Ao unir saberes ancestrais e educação formal, os estudantes têm a oportunidade de desenvolver habilidades essenciais para a vida em sociedade no século XXI
“Como é moderna, em tecnologia de ponta, a sabedoria ancestral”, começa o arte-educador Robson Max. Quando o assunto é unir ancestralidade e educação, ele argumenta que não há nada mais inovador do que olhar para os ensinamentos do passado para renovar os caminhos do futuro. É sobre resistir, reinventar e reconstruir em tempos complexos.
Além de mestre em Antropologia Social e pesquisador de Religiões Afro-Brasileiras, Robson é um dos fundadores do Espaço Cultural Vila Esperança, na cidade de Goiás (GO). Construído em uma região historicamente marcada pela luta de povos indígenas por suas terras, o espaço se propõe a fazer um constante resgate cultural, sobretudo dos povos originários e das identidades afro-brasileiras.

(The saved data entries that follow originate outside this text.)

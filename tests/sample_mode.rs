mod common;

use bizfinder::client::RelayClient;
use bizfinder::model::normalize::normalize_all;
use bizfinder::model::{RecordKind, SearchFilters};
use bizfinder::query::Endpoints;
use bizfinder::sample::{raw_samples, sample_page};
use bizfinder::session::SearchSession;
use bizfinder::{DataSource, Finder, FinderError};
use common::{ORIGIN, today};

fn ids(filters: &SearchFilters) -> Vec<String> {
    sample_page(filters, 1, ORIGIN, today())
        .into_iter()
        .map(|r| r.id)
        .collect()
}

fn offline_finder() -> Finder {
    // Nothing listens here; sample mode must never touch the network.
    let client = RelayClient::new("http://127.0.0.1:9/raw?url=", "bizfinder-test").unwrap();
    Finder::new(
        client,
        Endpoints {
            program: "http://127.0.0.1:9/program".to_string(),
            event: "http://127.0.0.1:9/event".to_string(),
        },
        ORIGIN,
    )
    .with_today(today())
}

#[test]
fn test_kind_filter() {
    let programs = ids(&SearchFilters::new(RecordKind::Program));
    assert_eq!(programs, vec!["MOCK_001", "MOCK_002", "MOCK_003", "MOCK_004"]);

    let events = sample_page(&SearchFilters::new(RecordKind::Event), 1, ORIGIN, today());
    assert_eq!(events.len(), 3);
    assert!(events.iter().all(|r| r.kind == RecordKind::Event));
}

#[test]
fn test_region_filter() {
    let seoul = SearchFilters::new(RecordKind::Program).with_regions(["서울"]);
    let records = sample_page(&seoul, 1, ORIGIN, today());
    assert_eq!(records.len(), 1);
    for r in &records {
        assert!(
            r.tags.iter().any(|t| t == "서울")
                || r.target.as_deref().is_some_and(|t| t.contains("서울"))
        );
    }

    let busan_or_daegu = SearchFilters::new(RecordKind::Program).with_regions(["부산", "대구"]);
    assert_eq!(ids(&busan_or_daegu), vec!["MOCK_003", "MOCK_004"]);

    let seoul_events = SearchFilters::new(RecordKind::Event).with_regions(["서울"]);
    assert_eq!(ids(&seoul_events), vec!["MOCK_EVT_001"]);
}

#[test]
fn test_category_filter() {
    let finance = SearchFilters::new(RecordKind::Program).with_category("01");
    assert_eq!(ids(&finance), vec!["MOCK_002"]);

    let tech = SearchFilters::new(RecordKind::Program).with_category("02");
    assert_eq!(ids(&tech), vec!["MOCK_004"]);

    // Unknown codes do not restrict.
    let unknown = SearchFilters::new(RecordKind::Program).with_category("99");
    assert_eq!(ids(&unknown).len(), 4);
}

#[test]
fn test_keyword_and_targets_are_ignored() {
    let filters = SearchFilters::new(RecordKind::Program)
        .with_keyword("존재하지않는검색어")
        .with_targets(["외계인"]);
    assert_eq!(ids(&filters).len(), 4);
}

#[test]
fn test_only_first_page_has_content() {
    let filters = SearchFilters::new(RecordKind::Program);
    assert!(sample_page(&filters, 2, ORIGIN, today()).is_empty());
}

#[test]
fn test_samples_go_through_normalizer() {
    let events = sample_page(&SearchFilters::new(RecordKind::Event), 1, ORIGIN, today());
    let first = &events[0];
    assert_eq!(first.category, "창업, 경영");
    assert_eq!(
        first.url,
        "https://www.bizinfo.go.kr/web/lay1/bbs/S1T122C128/AS/74/view.do?eventInfoId=MOCK_EVT_001"
    );
    assert_eq!(first.summary, "창업지원사업 신청 절차와 유의사항을 안내합니다.");
    let third = &events[2];
    assert_eq!(third.url, "#");
    assert_eq!(third.tags, vec!["기술", "교육", "대전"]);
}

#[tokio::test]
async fn test_end_to_end_without_credential() {
    let finder = offline_finder();
    let filters = SearchFilters::new(RecordKind::Program)
        .with_regions(["전국"])
        .with_category("")
        .with_keyword("");

    let mut session = SearchSession::new();
    let req = session.begin_search(filters.clone());
    let result = finder.fetch_page(&req.filters, req.page_index, "").await;
    session.complete(&req, result).unwrap();

    let expected = normalize_all(&raw_samples(RecordKind::Program), ORIGIN, today());
    assert_eq!(session.records(), expected.as_slice());
    assert!(session.is_exhausted());
    assert_eq!(session.source(), Some(DataSource::Sample));
    assert!(session.begin_load_more().is_none());
}

#[tokio::test]
async fn test_sample_page_two_is_empty() {
    let finder = offline_finder();
    let fetched = finder
        .fetch_page(&SearchFilters::new(RecordKind::Event), 2, "  ")
        .await
        .unwrap();
    assert!(fetched.records.is_empty());
    assert_eq!(fetched.source, DataSource::Sample);
}

#[tokio::test]
async fn test_page_zero_is_rejected_like_live_mode() {
    let finder = offline_finder();
    let err = finder
        .fetch_page(&SearchFilters::new(RecordKind::Program), 0, "")
        .await
        .unwrap_err();
    assert!(matches!(err, FinderError::Configuration(_)), "{:?}", err);
}
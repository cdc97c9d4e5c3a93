use anyhow::Result;
use bizfinder::cli::{self, Command, SearchArgs};
use bizfinder::config::Config;
use bizfinder::context::{AppContext, StandardContext};
use bizfinder::session::SearchSession;
use bizfinder::{DataSource, Finder};
use simplelog::{ColorChoice, ConfigBuilder, LevelFilter, TermLogger, TerminalMode};
use std::env;

#[tokio::main]
async fn main() -> Result<()> {
    let args: Vec<String> = env::args().skip(1).collect();
    let parsed = match cli::parse_args(&args) {
        Ok(p) => p,
        Err(e) => {
            eprintln!("Error: {}\n", e);
            cli::print_help("bizfinder");
            std::process::exit(2);
        }
    };

    let level = if parsed.verbose {
        LevelFilter::Debug
    } else {
        LevelFilter::Warn
    };
    let _ = TermLogger::init(
        level,
        ConfigBuilder::new().build(),
        TerminalMode::Stderr,
        ColorChoice::Auto,
    );

    let ctx = StandardContext::new(parsed.root.clone());

    match parsed.command {
        Command::Help => cli::print_help("bizfinder"),
        Command::Regions => println!("{}", cli::render_regions()),
        Command::Categories => println!("{}", cli::render_categories()),
        Command::SetKey(key) => {
            let mut config = load_config(&ctx);
            config.api_key = key;
            config.save(&ctx)?;
            println!("API key saved to {}", Config::get_path_string(&ctx)?);
        }
        Command::ClearKey => {
            let mut config = load_config(&ctx);
            config.api_key.clear();
            config.save(&ctx)?;
            println!("API key removed. Searches now use sample data.");
        }
        Command::Search(search) => {
            let config = load_config(&ctx);
            if let Err(e) = run_search(&config, search).await {
                eprintln!("데이터를 불러오지 못했습니다: {}", e);
                eprintln!("1. API 인증키가 올바른지 확인해주세요.");
                eprintln!("2. 일일 트래픽 한도가 초과되었을 수 있습니다.");
                std::process::exit(1);
            }
        }
    }

    Ok(())
}

fn load_config(ctx: &dyn AppContext) -> Config {
    match Config::load_or_default(ctx) {
        Ok(c) => c,
        Err(e) => {
            // A broken file is reported instead of being silently replaced.
            eprintln!("Error loading configuration:\n{}", e);
            std::process::exit(1);
        }
    }
}

async fn run_search(config: &Config, search: SearchArgs) -> Result<()> {
    let finder = Finder::from_config(config)?;
    let mut session = SearchSession::new();

    let mut request = Some(session.begin_search(search.filters));
    while let Some(req) = request {
        let result = finder
            .fetch_page(&req.filters, req.page_index, &config.api_key)
            .await;
        session.complete(&req, result)?;

        request = if session.page_index() < search.pages {
            session.begin_load_more()
        } else {
            None
        };
    }

    if search.json {
        println!("{}", serde_json::to_string_pretty(session.records())?);
        return Ok(());
    }

    if session.source() == Some(DataSource::Sample) {
        println!("현재 샘플 데이터 모드입니다. 'bizfinder set-key <KEY>'로 인증키를 등록하세요.\n");
    }
    if session.records().is_empty() {
        println!("검색 결과가 없습니다. 다른 지역이나 카테고리로 검색해보세요.");
        return Ok(());
    }

    print!("{}", cli::render_table(session.records()));
    println!();
    println!(
        "검색 결과 {}건{}",
        session.records().len(),
        if session.is_exhausted() {
            ""
        } else {
            " (more available: --pages)"
        }
    );
    Ok(())
}
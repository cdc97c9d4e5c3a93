// File: ./src/error.rs
//! Failure taxonomy surfaced to callers of the query pipeline.
//!
//! Every failure is returned unchanged to the caller. Nothing here retries, and
//! a failed live query never falls back to the sample dataset.
use std::fmt;

#[derive(Debug, Clone, PartialEq, Eq)]
pub enum FinderError {
    /// The call itself was invalid (empty credential on the live path, empty
    /// region set, malformed endpoint or relay URL, TLS setup failure).
    Configuration(String),
    /// Transport failure (`status == None`) or a non-success HTTP status.
    Network {
        status: Option<u16>,
        message: String,
    },
    /// The relay answered with something that is not a JSON document.
    Parse(String),
}

impl FinderError {
    pub fn status(&self) -> Option<u16> {
        match self {
            FinderError::Network { status, .. } => *status,
            _ => None,
        }
    }
}

impl fmt::Display for FinderError {
    fn fmt(&self, f: &mut fmt::Formatter<'_>) -> fmt::Result {
        match self {
            FinderError::Configuration(msg) => write!(f, "Configuration error: {}", msg),
            FinderError::Network {
                status: Some(code),
                message,
            } => write!(f, "Network error ({}): {}", code, message),
            FinderError::Network {
                status: None,
                message,
            } => write!(f, "Network error: {}", message),
            FinderError::Parse(msg) => write!(f, "Parse error: {}", msg),
        }
    }
}

impl std::error::Error for FinderError {}

impl From<serde_json::Error> for FinderError {
    fn from(e: serde_json::Error) -> Self {
        Self::Parse(e.to_string())
    }
}

impl From<url::ParseError> for FinderError {
    fn from(e: url::ParseError) -> Self {
        Self::Configuration(format!("invalid URL: {}", e))
    }
}
// File: ./src/model/envelope.rs
//! Extraction of the record list from the upstream response envelope.
//!
//! Observed shapes of the `jsonArray` container, checked in this order:
//!   1. `{"jsonArray": [ ... ]}`            -> the list itself
//!   2. `{"jsonArray": {"item": [ ... ]}}`  -> the `item` list
//!   3. `{"jsonArray": {"item": { ... }}}`  -> a single record
//!   4. anything else                       -> no results
//!
//! A list container must be recognised before any `item` unwrapping happens.
//! The order is inferred from live responses, not from documentation.
use crate::error::FinderError;
use crate::model::filters::RecordKind;
use crate::model::raw::RawRecord;
use serde_json::Value;

pub const CONTAINER_FIELD: &str = "jsonArray";
pub const ITEM_FIELD: &str = "item";
// JSON-wrapping relays put the upstream body in a string field.
const RELAY_CONTENTS_FIELD: &str = "contents";

/// Parses `body` and returns the records it carries.
///
/// Fails with [`FinderError::Parse`] only when the body is not JSON. Unknown
/// envelope shapes yield an empty list.
pub fn parse_envelope(body: &str, kind: RecordKind) -> Result<Vec<RawRecord>, FinderError> {
    let doc = parse_document(body)?;
    Ok(extract_records(doc, kind))
}

fn parse_document(body: &str) -> Result<Value, FinderError> {
    let text = body.trim_start_matches('\u{feff}').trim();
    if text.is_empty() {
        return Err(FinderError::Parse("empty response body".to_string()));
    }

    let doc: Value = serde_json::from_str(text).map_err(|e| {
        FinderError::Parse(format!("response is not valid JSON ({}): {}", e, preview(text)))
    })?;

    if doc.get(CONTAINER_FIELD).is_none()
        && let Some(Value::String(inner)) = doc.get(RELAY_CONTENTS_FIELD)
    {
        log::debug!("Unwrapping relay `{}` field", RELAY_CONTENTS_FIELD);
        return parse_document(inner);
    }

    Ok(doc)
}

fn extract_records(doc: Value, kind: RecordKind) -> Vec<RawRecord> {
    let Value::Object(mut root) = doc else {
        log::warn!("Response document is not an object; treating as zero results");
        return Vec::new();
    };

    let items = match root.remove(CONTAINER_FIELD) {
        Some(Value::Array(list)) => list,
        Some(Value::Object(mut container)) => match container.remove(ITEM_FIELD) {
            Some(Value::Array(list)) => list,
            Some(single @ Value::Object(_)) => vec![single],
            _ => Vec::new(),
        },
        Some(Value::Null) | None => Vec::new(),
        Some(other) => {
            log::warn!("Unrecognised `{}` container: {}", CONTAINER_FIELD, other);
            Vec::new()
        }
    };

    let total = items.len();
    let records: Vec<RawRecord> = items
        .into_iter()
        .filter_map(|v| RawRecord::from_value(kind, v))
        .collect();
    if records.len() != total {
        log::warn!(
            "Skipped {} non-object entries in {} response",
            total - records.len(),
            kind
        );
    }
    records
}

fn preview(text: &str) -> String {
    let head: String = text.chars().take(80).collect();
    if head.len() < text.len() {
        format!("{}…", head)
    } else {
        head
    }
}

Desde a década de 1990, o território representa a união entre um grupo de arte-educadores e as lideranças da comunidade local. “Percebemos que através da arte os preconceitos podiam ser transpostos. Dentro de um contexto de fantasia, as reflexões chegavam até nós com mais liberdade. Entendemos que aquele projeto itinerante precisava de um nível de continuidade e profundidade que só seria possível através da educação”, relembra o educador.
Caçadores de alegria
Foi então que, em 2004, a Escola Pluricultural Odé Kayodê nasceu, como uma tentativa de conciliar ancestralidade, arte e educação formal. O projeto político pedagógico trouxe perspectivas afrocentradas (que consideram africanos e afrodescendentes como agentes de sua própria cultura e história) e ameríndias (sobre povos indígenas originários), além de atividades voltadas para o território. Por ter uma proposta atraente e significativa, não demorou até que as próprias crianças da região procurassem o espaço espontaneamente.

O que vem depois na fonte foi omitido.